Boulder mosaic artist Betsy Hicks volunteered to help lead the project, including securing a grant from the Boulder Arts Commission.
She started by teaching a workshop for the students on mosaics, including teaching them how to cut the glass and use it to create patterns. She also gave them lessons on color concepts and working together on a large art piece.
“It’s really fun to create artwork from broken pieces and found scraps,” she said.
She’s continuing to work with the students as they create the mosaic.
“I love all the excitement and enthusiasm of working with kids,” she said.
She said stained glass works well for outdoor art because it can survive Colorado’s weather extremes and winds.

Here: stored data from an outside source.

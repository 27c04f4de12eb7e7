use cc_charset::defaults::{default_binary, default_efficient_binary};
use criterion::{black_box, criterion_group, criterion_main, Criterion};

fn generate_text(size: usize) -> String {
    let base = "The quick brown clown jumps over the lazy cipher. ";
    let mut text = String::with_capacity(size);
    while text.len() < size {
        text.push_str(base);
    }
    text.truncate(size);
    text
}

fn bench_binary_normal(c: &mut Criterion) {
    let charset = default_binary();
    let text = generate_text(1024);
    let encoded = charset.encode(&text).unwrap();

    c.bench_function("encode_binary_normal_1k", |b| {
        b.iter(|| black_box(charset.encode(black_box(&text)).unwrap()))
    });
    c.bench_function("decode_binary_normal_1k", |b| {
        b.iter(|| black_box(charset.decode(black_box(&encoded)).unwrap()))
    });
}

fn bench_binary_efficient(c: &mut Criterion) {
    let charset = default_efficient_binary();
    let text = generate_text(1024);
    let encoded = charset.encode(&text).unwrap();

    c.bench_function("encode_binary_efficient_1k", |b| {
        b.iter(|| black_box(charset.encode(black_box(&text)).unwrap()))
    });
    c.bench_function("decode_binary_efficient_1k", |b| {
        b.iter(|| black_box(charset.decode(black_box(&encoded)).unwrap()))
    });
}

criterion_group!(benches, bench_binary_normal, bench_binary_efficient);
criterion_main!(benches);
//! File export and import for messages and client configuration.
//!
//! A file body is the grammar-serialized record, optionally encrypted
//! (hex, JSON-quoted) and optionally transliterated through the client's
//! charset. Import peels those layers in reverse.

use std::fs;
use std::path::{Path, PathBuf};

use cc_core::{ClownError, Result};
use cc_grammar::{field, ClownRecord};
use serde::{Deserialize, Serialize};
use serde_json::Value;

use crate::client::{ClownClient, ClownOptions};
use cc_charset::CharsetRegistry;

/// On-disk representation of an export.
#[derive(Debug, Clone, Copy, PartialEq, Eq, Default, Serialize, Deserialize)]
#[serde(rename_all = "lowercase")]
pub enum ExportStyle {
    #[default]
    Clown,
    Json,
}

impl ExportStyle {
    pub fn extension(self) -> &'static str {
        match self {
            Self::Clown => "clown",
            Self::Json => "json",
        }
    }
}

/// Options for exporting a message file. Parameter fields are only written
/// when the matching `include_*` flag is set.
#[derive(Debug, Clone, Default)]
pub struct ExportOptions {
    pub style: ExportStyle,
    /// File-level encryption key; the blob is encrypted when set.
    pub encrypt_file: Option<String>,
    /// Transliterate the final blob through the client charset.
    pub encode_in_clown: bool,
    pub include_key: bool,
    pub include_iv: bool,
    pub include_algorithm: bool,
    pub include_salt: bool,
    pub include_charset: bool,
    pub include_replacers: bool,
}

/// Options for exporting client configuration. Everything except the key
/// material toggles default to included.
#[derive(Debug, Clone)]
pub struct ConfigExportOptions {
    pub style: ExportStyle,
    pub encrypt_file: Option<String>,
    pub include_algorithm: bool,
    pub include_salt: bool,
    pub include_charset: bool,
    pub include_replacers: bool,
}

impl Default for ConfigExportOptions {
    fn default() -> Self {
        Self {
            style: ExportStyle::Clown,
            encrypt_file: None,
            include_algorithm: true,
            include_salt: true,
            include_charset: true,
            include_replacers: true,
        }
    }
}

impl ClownClient {
    /// Write an already-encrypted message to `<dir>/<file_name>.<ext>`.
    pub fn export_message(
        &self,
        message: &str,
        dir: &Path,
        file_name: &str,
        options: &ExportOptions,
    ) -> Result<PathBuf> {
        let mut record = ClownRecord::new(file_name);
        if options.include_key {
            record.set(field::KEY, self.key());
        }
        if options.include_iv {
            record.set(field::IV, self.iv());
        }
        if options.include_algorithm {
            record.set(field::ALGORITHM, self.algorithm().name());
        }
        if options.include_salt {
            record.set(field::SALT, self.salt());
        }
        if options.include_charset {
            record.set_stringified(field::CHARSET, self.charset().definition())?;
        }
        if options.include_replacers {
            record.set_stringified(field::COMMON_REPLACERS, &self.replacers().to_vec())?;
        }
        record.set(field::MESSAGE, message);

        self.write_record(&record, dir, file_name, options.style, options.encrypt_file.as_deref(), options.encode_in_clown)
    }

    /// Read a message file written by [`export_message`](Self::export_message).
    pub fn import_message(&self, path: &Path, file_key: Option<&str>) -> Result<ClownRecord> {
        let content = fs::read_to_string(path)?;
        self.parse_import(&content, file_key)
    }

    /// Write this client's configuration (no message).
    pub fn export_config(
        &self,
        dir: &Path,
        file_name: &str,
        options: &ConfigExportOptions,
    ) -> Result<PathBuf> {
        let mut record = ClownRecord::new(file_name);
        record.set(field::KEY, self.key());
        record.set(field::IV, self.iv());
        if options.include_algorithm {
            record.set(field::ALGORITHM, self.algorithm().name());
        }
        if options.include_salt {
            record.set(field::SALT, self.salt());
        }
        if options.include_charset {
            record.set_stringified(field::CHARSET, self.charset().definition())?;
        }
        if options.include_replacers {
            record.set_stringified(field::COMMON_REPLACERS, &self.replacers().to_vec())?;
        }

        self.write_record(&record, dir, file_name, options.style, options.encrypt_file.as_deref(), false)
    }

    /// Rebuild a client from an imported configuration file.
    pub fn import_config(
        &self,
        path: &Path,
        file_key: Option<&str>,
        registry: &CharsetRegistry,
    ) -> Result<ClownClient> {
        let record = self.import_message(path, file_key)?;
        ClownClient::from_record(&record, registry)
    }

    /// Build a client from a configuration record. `key` and `iv` are
    /// required; `algorithm` and `salt` apply when present.
    pub fn from_record(record: &ClownRecord, registry: &CharsetRegistry) -> Result<ClownClient> {
        let key = record.get(field::KEY).ok_or_else(|| {
            ClownError::GrammarParseError("config record is missing the key field".into())
        })?;
        let iv = record.get(field::IV).ok_or_else(|| {
            ClownError::GrammarParseError("config record is missing the iv field".into())
        })?;

        let mut options = ClownOptions::new(key, iv);
        if let Some(algorithm) = record.get(field::ALGORITHM) {
            options = options.with_algorithm(algorithm);
        }
        if let Some(salt) = record.get(field::SALT) {
            options = options.with_salt(salt);
        }
        ClownClient::new(options, registry)
    }

    fn write_record(
        &self,
        record: &ClownRecord,
        dir: &Path,
        file_name: &str,
        style: ExportStyle,
        file_key: Option<&str>,
        encode: bool,
    ) -> Result<PathBuf> {
        let crypt = file_key.map(|key| self.file_params(key));
        let mut content = match style {
            ExportStyle::Clown => cc_grammar::serialize(record, crypt.as_ref())?,
            ExportStyle::Json => {
                let json = record_to_json(record)?;
                match crypt.as_ref() {
                    Some(params) => serde_json::to_string(&params.encrypt(&json)?)?,
                    None => json,
                }
            }
        };
        if encode {
            content = self.charset().encode(&content)?;
        }

        let path = dir.join(format!("{file_name}.{}", style.extension()));
        tracing::debug!(path = %path.display(), style = ?style, "writing export");
        fs::write(&path, content)?;
        Ok(path)
    }

    fn parse_import(&self, content: &str, file_key: Option<&str>) -> Result<ClownRecord> {
        let mut content = content.trim().to_string();

        if !content.is_empty() && self.charset().codec().valid_glyphs(&content) {
            content = self.charset().decode(&content)?;
        }

        if let Some(key) = file_key {
            if cc_grammar::is_hex(&content) {
                let unquoted: String = if content.contains('"') {
                    serde_json::from_str(&content)?
                } else {
                    content.clone()
                };
                content = self.file_params(key).decrypt(&unquoted)?;
            }
        }

        if content.starts_with('{') {
            return record_from_json(&content);
        }
        cc_grammar::deserialize(&content, None)
    }
}

const FILE_NAME_KEY: &str = "fileName";

fn record_to_json(record: &ClownRecord) -> Result<String> {
    let mut map = serde_json::Map::new();
    map.insert(FILE_NAME_KEY.to_string(), Value::String(record.file_name().to_string()));
    for (key, value) in record.defined() {
        map.insert(key.to_string(), Value::String(value.to_string()));
    }
    Ok(serde_json::to_string_pretty(&Value::Object(map))?)
}

fn record_from_json(content: &str) -> Result<ClownRecord> {
    let map: serde_json::Map<String, Value> = serde_json::from_str(content)?;
    let file_name = map
        .get(FILE_NAME_KEY)
        .and_then(Value::as_str)
        .unwrap_or_default()
        .to_string();
    let mut record = ClownRecord::new(file_name);
    for (key, value) in &map {
        if key == FILE_NAME_KEY {
            continue;
        }
        match value {
            Value::String(s) => record.set(key.clone(), s.clone()),
            other => record.set(key.clone(), other.to_string()),
        };
    }
    Ok(record)
}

She’s using weather resistant materials, including specialized adhesive, grouts and sealants, to increase the strength of the piece.
The concept for the sign is three squares that reflect three main aspects of the Waldorf school — theater, travel and festivals. The three squares are topped with a stained glass representation of Tara’s name and the swirls of the school logo. The final sign will be 4.5 feet by 3.5 feet.
Once the overall concept was developed, Tara graduate August Plummer sketched the three graphic squares. The theater square shows Hamlet draped in a cloak and talking to Yorick’s skull. The travel square features locations from student trips, including New York. The festival square includes a candle, symbolizing the school’s candlelight festival, and the handbells students play at festivals.
“The idea was to make a really cool sign that’s representative of the school,” Plummer said.
On Monday, the students painstakingly cut strips of green glass into smaller pieces to create the letters in the school’s name. While there are tools that can create curved pieces, they said, the glass needed for the letters was too small. So instead, they fit tiny pieces together to create the letter curves.
“If you think about it too much and try to get each piece perfect, you will drive yourself insane,” freshman Aurelia Nicault said. “So I just stopped thinking about it.”
Classmate Sophia Love agreed that getting the glass to curve is “really difficult.” But despite the challenges, she said, learning a new kind of art has been “really cool.”
Once the sign is complete, the school is planning a community unveiling ceremony.
“It’s cool that we get this opportunity,” freshman Kwaniyma Alves da Silva said. “I’m really proud of it.”